Robots-937271-edited.jpegAre you worried about disintermediation at the hands of our merciless robotic overlords? Do you feel powerless to stem the onslaught of new technology? Try using it to your advantage instead.

In-person meetings, conferences and personal networking aren’t going away. But innovative new technologies are changing the game for commercial real estate, and brokers need to learn how to use them to their advantage. While many are wringing their hands at potential disintermediation, these innovations don’t have to be harbingers of doom.

From transactions to leases to financial arrangements, here are a few players you should take note of.

Online auctions

Sites such as auction.com, though they welcome brokerage listings, are cutting into the business a bit. A private buyer anywhere in the country, or the world for that matter, can bid on or purchase a commercial real estate property directly from an owner, potentially cutting a broker out of a deal.

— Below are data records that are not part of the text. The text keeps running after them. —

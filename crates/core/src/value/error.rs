//! Value validation errors.

use rust_decimal::Decimal;
use thiserror::Error;

use crate::rules::RuleError;

/// Errors raised when validating a value before creation.
#[derive(Debug, Clone, PartialEq, Error)]
pub enum ValueError {
    /// Currency code is missing.
    #[error("Currency is required")]
    CurrencyRequired,

    /// Balance is negative.
    #[error("Balance cannot be negative: {0}")]
    NegativeBalance(i64),

    /// Uses remaining is negative.
    #[error("Uses remaining cannot be negative: {0}")]
    NegativeUsesRemaining(i64),

    /// Both a fixed balance and a balance rule were given.
    #[error("A value cannot have both a balance and a balance rule")]
    BalanceWithBalanceRule,

    /// A rule failed to compile.
    #[error("Invalid {field}: {source}")]
    InvalidRule {
        /// Which rule field failed.
        field: &'static str,
        /// The compilation error.
        source: RuleError,
    },

    /// Seller liability outside [0, 1].
    #[error("Discount seller liability must be between 0 and 1, got {0}")]
    SellerLiabilityOutOfRange(Decimal),

    /// Both the constant and the rule form of seller liability were given.
    #[error("Discount seller liability and discount seller liability rule are mutually exclusive")]
    SellerLiabilityWithRule,

    /// Seller liability on a value that is not a discount.
    #[error("Discount seller liability requires discount to be true")]
    SellerLiabilityRequiresDiscount,

    /// Generic code options on a value that is not a generic code.
    #[error("Generic code options require is_generic_code to be true")]
    GenericCodeOptionsRequireGenericCode,

    /// A per-contact balance on a generic code that uses a balance rule.
    #[error("Per-contact balance cannot be combined with a balance rule")]
    PerContactBalanceWithBalanceRule,

    /// `start_date` is not before `end_date`.
    #[error("Start date must be before end date")]
    InvalidDateRange,
}

impl ValueError {
    /// Returns the error code for API responses.
    #[must_use]
    pub fn error_code(&self) -> &'static str {
        match self {
            Self::InvalidRule { .. } => "INVALID_RULE",
            Self::SellerLiabilityOutOfRange(_)
            | Self::SellerLiabilityWithRule
            | Self::SellerLiabilityRequiresDiscount => "INVALID_SELLER_LIABILITY",
            Self::InvalidDateRange => "INVALID_DATE_RANGE",
            _ => "INVALID_VALUE",
        }
    }

    /// Returns the HTTP status code for this error.
    #[must_use]
    pub fn http_status_code(&self) -> u16 {
        match self {
            Self::InvalidRule { .. } => 422,
            _ => 400,
        }
    }
}
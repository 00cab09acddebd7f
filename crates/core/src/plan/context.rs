//! Inputs shared by every planner.

use chrono::{DateTime, Utc};
use tessera_shared::types::RoundingMode;

use crate::rules::RuleCache;

/// Ambient inputs of a planner call. Planners are pure: the clock is an input.
#[derive(Clone, Copy)]
pub struct PlanContext<'a> {
    /// Compiled rule cache.
    pub rules: &'a RuleCache,
    /// Planning time.
    pub now: DateTime<Utc>,
    /// Caller identity recorded on the transaction.
    pub created_by: &'a str,
    /// Rounding mode when the request does not name one.
    pub rounding_mode: RoundingMode,
}

impl<'a> PlanContext<'a> {
    /// Creates a context with the default rounding mode.
    #[must_use]
    pub fn new(rules: &'a RuleCache, now: DateTime<Utc>, created_by: &'a str) -> Self {
        Self {
            rules,
            now,
            created_by,
            rounding_mode: RoundingMode::default(),
        }
    }
}
//! `SeaORM` Entity for ledger_steps table.

use sea_orm::entity::prelude::*;

#[derive(Clone, Debug, PartialEq, Eq, DeriveEntityModel)]
#[sea_orm(table_name = "ledger_steps")]
pub struct Model {
    #[sea_orm(primary_key, auto_increment = false)]
    pub tenant_id: String,
    #[sea_orm(primary_key, auto_increment = false)]
    pub transaction_id: String,
    #[sea_orm(primary_key, auto_increment = false)]
    pub step_index: i32,
    pub value_id: String,
    pub contact_id: Option<String>,
    pub code: Option<String>,
    pub balance_before: Option<i64>,
    pub balance_after: Option<i64>,
    pub balance_change: Option<i64>,
    pub uses_remaining_before: Option<i64>,
    pub uses_remaining_after: Option<i64>,
    pub uses_remaining_change: Option<i64>,
}

#[derive(Copy, Clone, Debug, EnumIter, DeriveRelation)]
pub enum Relation {}

impl ActiveModelBehavior for ActiveModel {}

But instead of worrying about competing with independent transactions, brokers should understand how to use these portals and integrate them into their business.

Site selection

Brokers used to be the only option if a tenant wanted a new space or a landlord needed new tenants. Well, there are now several online options to find site-selection information and the market demographics of particular locales.

One of the most interesting developments in the tech world is the use of drones as a tool for site selection, which give aerial views of properties and their environs.

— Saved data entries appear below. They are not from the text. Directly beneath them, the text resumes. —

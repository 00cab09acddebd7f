//! SQL implementation of the ledger store.
//!
//! Every plan of one execution is committed inside a single database
//! transaction. Ledger updates are conditional: the guards re-check the
//! state the planner saw, and an update that matches no row reports a
//! replanable conflict instead of overdrawing the value.

use async_trait::async_trait;
use sea_orm::sea_query::Expr;
use sea_orm::{
    ColumnTrait, DatabaseConnection, DatabaseTransaction, DbErr, EntityTrait, QueryFilter, Set, SqlErr,
    TransactionTrait,
};
use tessera_core::execution::{ExecutionError, LedgerStore};
use tessera_core::plan::{LedgerAction, LedgerPlanStep, PlanStep, TransactionPlan};
use tessera_core::transaction::{
    InternalTransactionStep, LedgerTransactionStep, ProcessorTransactionStep, Transaction, TransactionStep,
};
use tessera_shared::types::TenantId;

use super::error::RepositoryError;
use super::value::{self, ValueRow, encode_json};
use crate::entities::{internal_steps, ledger_steps, processor_steps, transactions, values};

/// Ledger store backed by a `SeaORM` connection.
#[derive(Debug, Clone)]
pub struct SqlLedgerStore {
    db: DatabaseConnection,
}

impl SqlLedgerStore {
    /// Creates a new ledger store.
    #[must_use]
    pub const fn new(db: DatabaseConnection) -> Self {
        Self { db }
    }
}

#[async_trait]
impl LedgerStore for SqlLedgerStore {
    async fn commit(
        &self,
        tenant_id: &TenantId,
        plans: &[TransactionPlan],
    ) -> Result<Vec<Transaction>, ExecutionError> {
        let txn = self.db.begin().await.map_err(storage)?;

        let mut committed = Vec::with_capacity(plans.len());
        for plan in plans {
            committed.push(commit_plan(&txn, tenant_id, plan).await?);
        }

        txn.commit().await.map_err(storage)?;
        Ok(committed)
    }
}

/// Writes one plan. Dropping `txn` on error rolls every write back.
async fn commit_plan(
    txn: &DatabaseTransaction,
    tenant_id: &TenantId,
    plan: &TransactionPlan,
) -> Result<Transaction, ExecutionError> {
    insert_header(txn, tenant_id, plan).await?;

    if let Some(previous) = &plan.previous_transaction_id {
        let result = transactions::Entity::update_many()
            .col_expr(transactions::Column::NextTransactionId, Expr::value(plan.id.as_str()))
            .filter(transactions::Column::TenantId.eq(tenant_id.as_str()))
            .filter(transactions::Column::Id.eq(previous.as_str()))
            .filter(transactions::Column::NextTransactionId.is_null())
            .exec(txn)
            .await
            .map_err(storage)?;

        if result.rows_affected == 0 {
            tracing::debug!(
                transaction_id = %plan.id,
                previous_transaction_id = %previous,
                "predecessor already chained"
            );
            return Err(ExecutionError::AlreadyChained(previous.clone()));
        }
    }

    let mut steps = Vec::with_capacity(plan.steps.len());
    for (step_index, step) in plan.steps.iter().enumerate() {
        let realized = match step {
            PlanStep::Ledger(step) => {
                let realized = match step.action {
                    LedgerAction::Update => apply_update(txn, tenant_id, plan, step).await?,
                    LedgerAction::Insert => apply_insert(txn, step).await?,
                };
                insert_ledger_step(txn, tenant_id, plan, step_index, &realized).await?;
                TransactionStep::Ledger(realized)
            }
            PlanStep::Processor(step) => {
                let realized = ProcessorTransactionStep::from(step);
                insert_processor_step(txn, tenant_id, plan, step_index, &realized).await?;
                TransactionStep::Processor(realized)
            }
            PlanStep::Internal(step) => {
                let realized = InternalTransactionStep::from(step);
                insert_internal_step(txn, tenant_id, plan, step_index, &realized).await?;
                TransactionStep::Internal(realized)
            }
        };
        steps.push(realized);
    }

    Ok(Transaction::from_plan(tenant_id, plan, steps))
}

async fn insert_header(
    txn: &DatabaseTransaction,
    tenant_id: &TenantId,
    plan: &TransactionPlan,
) -> Result<(), ExecutionError> {
    let header = transactions::ActiveModel {
        tenant_id: Set(tenant_id.to_string()),
        id: Set(plan.id.to_string()),
        transaction_type: Set(plan.transaction_type.as_str().to_string()),
        currency: Set(plan.currency.clone()),
        line_items: Set(encode_json(plan.line_items.as_ref())?),
        totals: Set(encode_json(plan.totals.as_ref())?),
        metadata: Set(encode_json(plan.metadata.as_ref())?),
        pending: Set(plan.pending),
        root_transaction_id: Set(plan.root_transaction_id.to_string()),
        previous_transaction_id: Set(plan.previous_transaction_id.as_ref().map(ToString::to_string)),
        next_transaction_id: Set(None),
        created_date: Set(plan.created_date),
        created_by: Set(plan.created_by.clone()),
    };

    match transactions::Entity::insert(header).exec_without_returning(txn).await {
        Ok(_) => Ok(()),
        Err(err) if is_unique_violation(&err) => {
            tracing::debug!(transaction_id = %plan.id, "duplicate transaction id");
            Err(ExecutionError::TransactionExists(plan.id.clone()))
        }
        Err(err) => Err(storage(err)),
    }
}

/// Applies a balance/uses delta under the state guards and reads the row back.
async fn apply_update(
    txn: &DatabaseTransaction,
    tenant_id: &TenantId,
    plan: &TransactionPlan,
    step: &LedgerPlanStep,
) -> Result<LedgerTransactionStep, ExecutionError> {
    let snapshot = &step.value;
    let mut update = values::Entity::update_many()
        .col_expr(values::Column::UpdatedDate, Expr::value(plan.created_date))
        .filter(values::Column::TenantId.eq(tenant_id.as_str()))
        .filter(values::Column::Id.eq(snapshot.id.as_str()))
        .filter(values::Column::Active.eq(true));
    if !step.allow_frozen {
        update = update.filter(values::Column::Frozen.eq(false));
    }
    if !step.allow_canceled {
        update = update.filter(values::Column::Canceled.eq(false));
    }

    // Deltas against null dimensions are ignored; the planner rejects them.
    if snapshot.balance.is_some() && step.amount != 0 {
        update = update
            .col_expr(values::Column::Balance, Expr::col(values::Column::Balance).add(step.amount))
            .filter(values::Column::Balance.is_not_null());
        if step.amount < 0 {
            update = update.filter(values::Column::Balance.gte(-step.amount));
        }
    }
    if let (Some(_), Some(uses)) = (snapshot.uses_remaining, step.uses)
        && uses != 0
    {
        update = update
            .col_expr(
                values::Column::UsesRemaining,
                Expr::col(values::Column::UsesRemaining).add(uses),
            )
            .filter(values::Column::UsesRemaining.is_not_null());
        if uses < 0 {
            update = update.filter(values::Column::UsesRemaining.gte(-uses));
        }
    }

    let result = update.exec(txn).await.map_err(storage)?;
    match result.rows_affected {
        0 => {
            tracing::debug!(
                transaction_id = %plan.id,
                value_id = %snapshot.id,
                amount = step.amount,
                "ledger guard rejected update"
            );
            return Err(ExecutionError::Conflict {
                value_id: snapshot.id.clone(),
                reason: "value state changed since planning".into(),
            });
        }
        1 => {}
        n => {
            tracing::error!(transaction_id = %plan.id, value_id = %snapshot.id, rows = n, "update matched several rows");
            return Err(ExecutionError::InvariantViolation(format!(
                "update of value {} matched {n} rows",
                snapshot.id
            )));
        }
    }

    let after = value::find(txn, tenant_id, &snapshot.id).await?.ok_or_else(|| {
        ExecutionError::InvariantViolation(format!("value {} vanished after update", snapshot.id))
    })?;
    Ok(LedgerTransactionStep::realized(step, &after))
}

async fn apply_insert(
    txn: &DatabaseTransaction,
    step: &LedgerPlanStep,
) -> Result<LedgerTransactionStep, ExecutionError> {
    let row = step.value.to_active_model()?;

    match values::Entity::insert(row).exec_without_returning(txn).await {
        Ok(_) => Ok(LedgerTransactionStep::realized(step, &step.value)),
        Err(err) if is_unique_violation(&err) => Err(match &step.value.code {
            Some(code) => ExecutionError::DuplicateCode(code.clone()),
            None => ExecutionError::InvariantViolation(format!(
                "value {} already exists",
                step.value.id
            )),
        }),
        Err(err) => Err(storage(err)),
    }
}

async fn insert_ledger_step(
    txn: &DatabaseTransaction,
    tenant_id: &TenantId,
    plan: &TransactionPlan,
    step_index: usize,
    step: &LedgerTransactionStep,
) -> Result<(), ExecutionError> {
    let row = ledger_steps::ActiveModel {
        tenant_id: Set(tenant_id.to_string()),
        transaction_id: Set(plan.id.to_string()),
        step_index: Set(index(step_index)?),
        value_id: Set(step.value_id.to_string()),
        contact_id: Set(step.contact_id.as_ref().map(ToString::to_string)),
        code: Set(step.code.clone()),
        balance_before: Set(step.balance_before),
        balance_after: Set(step.balance_after),
        balance_change: Set(step.balance_change),
        uses_remaining_before: Set(step.uses_remaining_before),
        uses_remaining_after: Set(step.uses_remaining_after),
        uses_remaining_change: Set(step.uses_remaining_change),
    };
    ledger_steps::Entity::insert(row)
        .exec_without_returning(txn)
        .await
        .map_err(storage)?;
    Ok(())
}

async fn insert_processor_step(
    txn: &DatabaseTransaction,
    tenant_id: &TenantId,
    plan: &TransactionPlan,
    step_index: usize,
    step: &ProcessorTransactionStep,
) -> Result<(), ExecutionError> {
    let row = processor_steps::ActiveModel {
        tenant_id: Set(tenant_id.to_string()),
        transaction_id: Set(plan.id.to_string()),
        step_index: Set(index(step_index)?),
        kind: Set(step.action.kind().to_string()),
        action: Set(serde_json::to_string(&step.action).map_err(RepositoryError::from)?),
        amount: Set(step.amount),
        idempotency_key: Set(step.idempotency_key.clone()),
        charge_id: Set(step.charge_id.clone()),
        object_id: Set(step.object_id.clone()),
    };
    processor_steps::Entity::insert(row)
        .exec_without_returning(txn)
        .await
        .map_err(storage)?;
    Ok(())
}

async fn insert_internal_step(
    txn: &DatabaseTransaction,
    tenant_id: &TenantId,
    plan: &TransactionPlan,
    step_index: usize,
    step: &InternalTransactionStep,
) -> Result<(), ExecutionError> {
    let row = internal_steps::ActiveModel {
        tenant_id: Set(tenant_id.to_string()),
        transaction_id: Set(plan.id.to_string()),
        step_index: Set(index(step_index)?),
        internal_id: Set(step.internal_id.clone()),
        balance_before: Set(step.balance_before),
        balance_after: Set(step.balance_after),
        balance_change: Set(step.balance_change),
    };
    internal_steps::Entity::insert(row)
        .exec_without_returning(txn)
        .await
        .map_err(storage)?;
    Ok(())
}

fn index(step_index: usize) -> Result<i32, ExecutionError> {
    i32::try_from(step_index)
        .map_err(|_| ExecutionError::InvariantViolation(format!("step index {step_index} out of range")))
}

fn is_unique_violation(err: &DbErr) -> bool {
    matches!(err.sql_err(), Some(SqlErr::UniqueConstraintViolation(_)))
}

fn storage(err: DbErr) -> ExecutionError {
    ExecutionError::Storage(err.to_string())
}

There’s also seemingly endless data on commercial real estate in general. Many third-party tech companies are taking a crack at the data that used to be provided and explained by brokers.

On-the-ground apps

New mobile apps on the market provide all sorts of information on commercial real estate properties. One example is CRE Tech, which provides solutions for people looking for intel on particular assets. A potential investor can find statistics on title, mortgage and measurement history on a given asset.


Whether due to new regulations from the SEC or changes in corporate attitudes, anyone can now find very detailed information about both landlords and tenants online. For example, Simon Property Group, the largest mall owner in the world, now provides plenty of information in its annual reports that virtually anyone can access. You can find information about the firm’s properties that include current occupancy rates, major tenants and the amount of ownership Simon has in the asset, depending on whether or not it is a joint-venture investment.

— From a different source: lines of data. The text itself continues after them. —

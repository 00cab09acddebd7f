//! Saga coordination across the processor and the ledger.
//!
//! Processor calls always precede the ledger commit. When the commit fails,
//! completed charges are refunded; refunds and captures cannot be undone and
//! are reported as irrecoverable.

use tessera_shared::types::{TenantId, TransactionId};

use super::error::ExecutionError;
use super::traits::{CaptureRequest, ChargeRequest, LedgerStore, PaymentProcessor, RefundRequest};
use crate::plan::{PlanStep, ProcessorAction, ProcessorReceipt, TransactionPlan};
use crate::transaction::Transaction;

/// Reason recorded on compensating refunds.
pub const ROLLBACK_REASON: &str = "ledger_commit_failed";

/// Idempotency key of a processor step.
///
/// Replan attempts get their own keys so that a charge refunded during
/// compensation is not replayed from the processor's idempotency cache.
#[must_use]
pub fn idempotency_key(transaction_id: &TransactionId, step_index: usize, attempt: u32) -> String {
    if attempt == 0 {
        format!("{transaction_id}-{step_index}")
    } else {
        format!("{transaction_id}-{step_index}-{attempt}")
    }
}

/// A processor call that succeeded.
struct Completed {
    transaction_id: TransactionId,
    step_index: usize,
    idempotency_key: String,
    action: ProcessorAction,
    receipt: ProcessorReceipt,
}

/// Executes processor steps, then commits the ledger; compensates on failure.
///
/// Receipts are written back into the plans so the committed transaction
/// records the processor ids.
///
/// # Errors
///
/// Returns the processor or storage error that aborted the saga, or
/// `Irrecoverable` when compensation could not restore the processor side.
pub async fn execute(
    store: &dyn LedgerStore,
    processor: &dyn PaymentProcessor,
    tenant_id: &TenantId,
    plans: &mut [TransactionPlan],
    attempt: u32,
) -> Result<Vec<Transaction>, ExecutionError> {
    let mut completed: Vec<Completed> = Vec::new();

    for plan in plans.iter_mut() {
        let transaction_id = plan.id.clone();
        let currency = plan.currency.clone();

        for (step_index, step) in plan.steps.iter_mut().enumerate() {
            let PlanStep::Processor(step) = step else {
                continue;
            };
            let key = idempotency_key(&transaction_id, step_index, attempt);
            step.idempotency_key = Some(key.clone());

            let result = match &step.action {
                ProcessorAction::Charge {
                    source,
                    amount,
                    capture,
                } => {
                    processor
                        .charge(&ChargeRequest {
                            source: source.clone(),
                            amount: *amount,
                            currency: currency.clone(),
                            capture: *capture,
                            idempotency_key: key.clone(),
                        })
                        .await
                }
                ProcessorAction::Refund {
                    charge_id,
                    amount,
                    reason,
                } => {
                    processor
                        .refund(&RefundRequest {
                            charge_id: charge_id.clone(),
                            amount: *amount,
                            reason: reason.clone(),
                            idempotency_key: key.clone(),
                        })
                        .await
                }
                ProcessorAction::Capture { charge_id, amount } => {
                    processor
                        .capture(&CaptureRequest {
                            charge_id: charge_id.clone(),
                            amount: *amount,
                            idempotency_key: key.clone(),
                        })
                        .await
                }
            };

            match result {
                Ok(receipt) => {
                    tracing::info!(
                        transaction_id = %transaction_id,
                        step_index,
                        kind = step.action.kind(),
                        charge_id = %receipt.charge_id,
                        "processor step completed"
                    );
                    step.receipt = Some(receipt.clone());
                    completed.push(Completed {
                        transaction_id: transaction_id.clone(),
                        step_index,
                        idempotency_key: key,
                        action: step.action.clone(),
                        receipt,
                    });
                }
                Err(err) => {
                    tracing::warn!(
                        transaction_id = %transaction_id,
                        step_index,
                        error = %err,
                        "processor step failed, compensating"
                    );
                    compensate(processor, &transaction_id, &completed).await?;
                    return Err(err.into());
                }
            }
        }
    }

    match store.commit(tenant_id, plans).await {
        Ok(transactions) => Ok(transactions),
        Err(err) => {
            let transaction_id = plans
                .first()
                .map(|p| p.id.clone())
                .ok_or_else(|| ExecutionError::InvariantViolation("saga without plans".into()))?;
            tracing::warn!(
                transaction_id = %transaction_id,
                error = %err,
                "ledger commit failed after processor steps, compensating"
            );
            compensate(processor, &transaction_id, &completed).await?;
            Err(err)
        }
    }
}

/// Refunds every completed charge, newest first.
///
/// Completed refunds and captures stay in place; they and any failed refund
/// are reported through `Irrecoverable`.
async fn compensate(
    processor: &dyn PaymentProcessor,
    transaction_id: &TransactionId,
    completed: &[Completed],
) -> Result<(), ExecutionError> {
    let mut unresolved = Vec::new();

    for call in completed.iter().rev() {
        match &call.action {
            ProcessorAction::Charge { amount, .. } => {
                let request = RefundRequest {
                    charge_id: call.receipt.charge_id.clone(),
                    amount: *amount,
                    reason: ROLLBACK_REASON.to_string(),
                    idempotency_key: format!("{}-rollback", call.idempotency_key),
                };
                match processor.refund(&request).await {
                    Ok(refund) => tracing::info!(
                        transaction_id = %call.transaction_id,
                        step_index = call.step_index,
                        charge_id = %call.receipt.charge_id,
                        refund_id = %refund.id,
                        "charge refunded"
                    ),
                    Err(err) => {
                        tracing::error!(
                            transaction_id = %call.transaction_id,
                            step_index = call.step_index,
                            charge_id = %call.receipt.charge_id,
                            error = %err,
                            "compensating refund failed"
                        );
                        unresolved.push(call.receipt.charge_id.clone());
                    }
                }
            }
            ProcessorAction::Refund { .. } | ProcessorAction::Capture { .. } => {
                tracing::error!(
                    transaction_id = %call.transaction_id,
                    step_index = call.step_index,
                    charge_id = %call.receipt.charge_id,
                    object_id = %call.receipt.id,
                    kind = call.action.kind(),
                    "processor step cannot be undone"
                );
                unresolved.push(call.receipt.id.clone());
            }
        }
    }

    if unresolved.is_empty() {
        return Ok(());
    }

    Err(ExecutionError::Irrecoverable {
        transaction_id: transaction_id.clone(),
        reason: "processor effects could not be rolled back".into(),
        unresolved,
    })
}

#[cfg(test)]
mod tests {
    use super::*;

    #[test]
    fn test_idempotency_keys() {
        let id = TransactionId::parse("checkout-1").unwrap();
        assert_eq!(idempotency_key(&id, 2, 0), "checkout-1-2");
        assert_eq!(idempotency_key(&id, 2, 3), "checkout-1-2-3");
    }
}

What to offer in this new world

The good news for commercial real estate brokers is that these technology developments are far from a death sentence. Embracing and using these services is only to your benefit.

As a younger generation enters the commercial real estate workforce, there is going to be a serious migration toward using tech as a tool to help expedite transactions. What technology can’t provide, however, is the synthesis of data into insight relevant to a specific person in a specific time and place. Brokers no longer hold the keys to all CRE information, but they can use their expertise to help others wield it wisely.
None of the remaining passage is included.